17. The atomizing plate unit (10) according to claim 4, characterized in that, The rear housing (11) further includes extensions (112) extending outward from both sides of the rear housing body (111), and a gripping wall (1123) is provided at the end of each extension (112).

18. The atomizing plate unit (10) according to claim 17, characterized in that, Each of the extensions (112) is provided with a bending section (1121) that allows it to deform.

19. The atomizing plate unit (10) according to claim 18, characterized in that, The bent section (1121) is also provided with a snap-fit ​​protrusion (1122) for fixing the atomizing plate unit (10) to the external component.

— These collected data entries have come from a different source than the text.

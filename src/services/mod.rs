//! Service layer — database operations and the deploy pipeline.

pub mod admin_service;
pub mod archive;
pub mod builder;
pub mod deployment_service;
pub mod env_service;
pub mod log_sink;
pub mod org_service;
pub mod project_service;
pub mod recipe;
pub mod router_service;
pub mod setup_service;
//! REST API for projects, env vars, and deployments.

use axum::extract::{Path, Query, State};
use axum::http::StatusCode;
use axum::response::Json;
use serde::{Deserialize, Serialize};
use uuid::Uuid;

use crate::models::deployment::{Deployment, EVENT_PROMOTED, STATUS_READY};
use crate::models::project::{NewProject, Project};
use crate::queue::{self, BuildDeployPayload, QUEUE_BUILDS, TASK_BUILD_DEPLOY};
use crate::services::{
    deployment_service, env_service, project_service, router_service,
};

use super::{err, AppState};

type ApiError = (StatusCode, Json<serde_json::Value>);

// ── Projects ──

#[derive(Debug, Deserialize)]
pub struct CreateProjectRequest {
    pub slug: String,
    /// owner/repo
    pub repo_full_name: String,
    /// Defaults to the first organization on the instance.
    pub org_id: Option<Uuid>,
}

pub async fn create_project(
    State(state): State<AppState>,
    Json(req): Json<CreateProjectRequest>,
) -> Result<(StatusCode, Json<Project>), ApiError> {
    let slug = req.slug.trim().to_lowercase();
    let repo_full_name = req.repo_full_name.trim().to_string();

    if !project_service::is_valid_slug(&slug) {
        return Err(err(
            StatusCode::BAD_REQUEST,
            "invalid slug (use lowercase letters, numbers, and hyphens)",
        ));
    }
    let Some((owner, repo)) = repo_full_name
        .split_once('/')
        .filter(|(o, r)| !o.is_empty() && !r.is_empty())
    else {
        return Err(err(
            StatusCode::BAD_REQUEST,
            "repo_full_name must be owner/repo",
        ));
    };

    // When a GitHub App is configured, resolve installation + default branch
    // up front so the first push can build immediately.
    let mut installation_id = None;
    let mut default_branch = None;
    match state.github.get().await {
        Ok(Some(app)) => {
            let inst = app.get_repo_installation(owner, repo).await.map_err(|e| {
                err(
                    StatusCode::BAD_REQUEST,
                    format!("github installation lookup failed: {e}"),
                )
            })?;
            let token = app.create_installation_token(inst).await.map_err(|e| {
                err(
                    StatusCode::BAD_REQUEST,
                    format!("github installation token failed: {e}"),
                )
            })?;
            let info = app.get_repo(&token, owner, repo).await.map_err(|e| {
                err(
                    StatusCode::BAD_REQUEST,
                    format!("github repo lookup failed: {e}"),
                )
            })?;
            installation_id = Some(inst);
            default_branch = Some(info.default_branch);
        }
        Ok(None) => {}
        Err(e) => return Err(err(StatusCode::INTERNAL_SERVER_ERROR, e.to_string())),
    }

    let mut conn = state
        .pool
        .get()
        .await
        .map_err(|e| err(StatusCode::INTERNAL_SERVER_ERROR, e.to_string()))?;

    let org_id = match req.org_id {
        Some(id) => id,
        None => match project_service::first_organization(&mut conn).await {
            Ok(Some(org)) => org.id,
            Ok(None) => {
                return Err(err(
                    StatusCode::BAD_REQUEST,
                    "no org found (complete setup first)",
                ))
            }
            Err(e) => return Err(err(StatusCode::INTERNAL_SERVER_ERROR, e.to_string())),
        },
    };

    let project = project_service::create_project(
        &mut conn,
        NewProject {
            org_id,
            slug,
            repo_full_name,
            github_installation_id: installation_id,
            github_default_branch: default_branch,
        },
    )
    .await
    .map_err(|e| err(StatusCode::INTERNAL_SERVER_ERROR, e.to_string()))?;

    Ok((StatusCode::CREATED, Json(project)))
}

pub async fn list_projects(
    State(state): State<AppState>,
) -> Result<Json<Vec<Project>>, ApiError> {
    let mut conn = state
        .pool
        .get()
        .await
        .map_err(|e| err(StatusCode::INTERNAL_SERVER_ERROR, e.to_string()))?;
    let projects = project_service::list_projects(&mut conn)
        .await
        .map_err(|e| err(StatusCode::INTERNAL_SERVER_ERROR, e.to_string()))?;
    Ok(Json(projects))
}

pub async fn get_project(
    State(state): State<AppState>,
    Path(id): Path<Uuid>,
) -> Result<Json<Project>, ApiError> {
    let mut conn = state
        .pool
        .get()
        .await
        .map_err(|e| err(StatusCode::INTERNAL_SERVER_ERROR, e.to_string()))?;
    match project_service::get_project(&mut conn, id).await {
        Ok(Some(project)) => Ok(Json(project)),
        Ok(None) => Err(err(StatusCode::NOT_FOUND, "not found")),
        Err(e) => Err(err(StatusCode::INTERNAL_SERVER_ERROR, e.to_string())),
    }
}

// ── Env vars ──

#[derive(Debug, Deserialize)]
pub struct SetEnvVarRequest {
    pub scope: String,
    pub key: String,
    pub value: String,
}

#[derive(Debug, Serialize)]
pub struct EnvVarResponse {
    pub scope: String,
    pub key: String,
    // Value intentionally omitted: neither plaintext nor ciphertext leaves
    // the store through this API.
}

pub async fn set_env_var(
    State(state): State<AppState>,
    Path(project_id): Path<Uuid>,
    Json(req): Json<SetEnvVarRequest>,
) -> Result<Json<serde_json::Value>, ApiError> {
    let scope = req.scope.trim().to_lowercase();
    let key = req.key.trim().to_string();
    if !env_service::is_valid_scope(&scope) {
        return Err(err(
            StatusCode::BAD_REQUEST,
            "scope must be preview or production",
        ));
    }
    if key.is_empty() || key.contains(' ') {
        return Err(err(StatusCode::BAD_REQUEST, "invalid key"));
    }

    let mut conn = state
        .pool
        .get()
        .await
        .map_err(|e| err(StatusCode::INTERNAL_SERVER_ERROR, e.to_string()))?;
    env_service::set_env_var(
        &mut conn,
        &state.config.encrypt_key,
        project_id,
        &scope,
        &key,
        &req.value,
    )
    .await
    .map_err(|e| err(StatusCode::INTERNAL_SERVER_ERROR, e.to_string()))?;

    Ok(Json(serde_json::json!({ "ok": true })))
}

#[derive(Debug, Deserialize)]
pub struct ListEnvVarsQuery {
    pub scope: Option<String>,
}

pub async fn list_env_vars(
    State(state): State<AppState>,
    Path(project_id): Path<Uuid>,
    Query(query): Query<ListEnvVarsQuery>,
) -> Result<Json<Vec<EnvVarResponse>>, ApiError> {
    let scope = query.scope.as_deref().map(|s| s.trim().to_lowercase());
    if let Some(s) = &scope {
        if !s.is_empty() && !env_service::is_valid_scope(s) {
            return Err(err(
                StatusCode::BAD_REQUEST,
                "scope must be preview or production",
            ));
        }
    }
    let scope = scope.filter(|s| !s.is_empty());

    let mut conn = state
        .pool
        .get()
        .await
        .map_err(|e| err(StatusCode::INTERNAL_SERVER_ERROR, e.to_string()))?;
    let vars = env_service::list_env_vars(&mut conn, project_id, scope.as_deref())
        .await
        .map_err(|e| err(StatusCode::INTERNAL_SERVER_ERROR, e.to_string()))?;

    Ok(Json(
        vars.into_iter()
            .map(|v| EnvVarResponse {
                scope: v.scope,
                key: v.key,
            })
            .collect(),
    ))
}

// ── Deployments ──

pub async fn list_deployments(
    State(state): State<AppState>,
    Path(project_id): Path<Uuid>,
) -> Result<Json<Vec<Deployment>>, ApiError> {
    let mut conn = state
        .pool
        .get()
        .await
        .map_err(|e| err(StatusCode::INTERNAL_SERVER_ERROR, e.to_string()))?;
    let deployments = deployment_service::list_by_project(&mut conn, project_id, 50)
        .await
        .map_err(|e| err(StatusCode::INTERNAL_SERVER_ERROR, e.to_string()))?;
    Ok(Json(deployments))
}

pub async fn get_deployment(
    State(state): State<AppState>,
    Path(id): Path<Uuid>,
) -> Result<Json<Deployment>, ApiError> {
    let mut conn = state
        .pool
        .get()
        .await
        .map_err(|e| err(StatusCode::INTERNAL_SERVER_ERROR, e.to_string()))?;
    match deployment_service::get_deployment(&mut conn, id).await {
        Ok(Some(deployment)) => Ok(Json(deployment)),
        Ok(None) => Err(err(StatusCode::NOT_FOUND, "not found")),
        Err(e) => Err(err(StatusCode::INTERNAL_SERVER_ERROR, e.to_string())),
    }
}

/// Point the project's production hostname at this deployment and rewrite
/// the routing document.
pub async fn promote_deployment(
    State(state): State<AppState>,
    Path(id): Path<Uuid>,
) -> Result<Json<serde_json::Value>, ApiError> {
    let mut conn = state
        .pool
        .get()
        .await
        .map_err(|e| err(StatusCode::INTERNAL_SERVER_ERROR, e.to_string()))?;

    let deployment = match deployment_service::get_deployment(&mut conn, id).await {
        Ok(Some(d)) => d,
        Ok(None) => return Err(err(StatusCode::NOT_FOUND, "not found")),
        Err(e) => return Err(err(StatusCode::INTERNAL_SERVER_ERROR, e.to_string())),
    };
    // The production pointer invariant: it only ever references READY builds.
    // Rollbacks target an older READY deployment, which still passes.
    if deployment.status != STATUS_READY {
        return Err(err(
            StatusCode::BAD_REQUEST,
            "only READY deployments can be promoted",
        ));
    }

    project_service::set_production_deployment(&mut conn, deployment.project_id, deployment.id)
        .await
        .map_err(|e| err(StatusCode::INTERNAL_SERVER_ERROR, e.to_string()))?;
    deployment_service::mark_promoted(&mut conn, deployment.id)
        .await
        .map_err(|e| err(StatusCode::INTERNAL_SERVER_ERROR, e.to_string()))?;
    drop(conn);

    if let Err(e) = router_service::reconcile(&state.pool, &state.config).await {
        return Err(err(
            StatusCode::INTERNAL_SERVER_ERROR,
            format!("router config update failed: {e}"),
        ));
    }

    let mut conn = state
        .pool
        .get()
        .await
        .map_err(|e| err(StatusCode::INTERNAL_SERVER_ERROR, e.to_string()))?;
    let _ = deployment_service::add_event(
        &mut conn,
        deployment.id,
        EVENT_PROMOTED,
        "Deployment promoted to production",
    )
    .await;

    Ok(Json(serde_json::json!({ "ok": true })))
}

#[derive(Debug, Deserialize)]
pub struct EnqueueBuildRequest {
    pub deployment_id: Uuid,
}

/// Manually (re)enqueue a build task. Useful after an enqueue failure left a
/// deployment sitting in QUEUED.
pub async fn enqueue_build(
    State(state): State<AppState>,
    Json(req): Json<EnqueueBuildRequest>,
) -> Result<Json<serde_json::Value>, ApiError> {
    let mut conn = state
        .pool
        .get()
        .await
        .map_err(|e| err(StatusCode::INTERNAL_SERVER_ERROR, e.to_string()))?;
    queue::enqueue(
        &mut conn,
        QUEUE_BUILDS,
        TASK_BUILD_DEPLOY,
        &BuildDeployPayload {
            deployment_id: req.deployment_id,
        },
    )
    .await
    .map_err(|e| err(StatusCode::INTERNAL_SERVER_ERROR, e.to_string()))?;
    Ok(Json(serde_json::json!({ "ok": true })))
}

20. The atomizing plate unit (10) according to claim 1, characterized in that, A gasket mounting groove (133) is provided on the front housing (13) surrounding the second central hole (131), the gasket mounting groove (133) being radially located between a plurality of second filter holes (132) and the second central hole (131); and The atomizing plate unit (10) further includes a sealing gasket (15) disposed in the sealing gasket mounting groove (133) to form a sealed connection between the front housing (13) and the atomizing plate (12).

21. The atomizing plate unit (10) according to claim 1, characterized in that, The front housing (13) is fixedly connected to the rear housing (11) by welding or bonding.

22. An atomizer (1), characterized in that, The atomizer (1) includes an atomizing plate unit (10) according to any one of claims 1-21.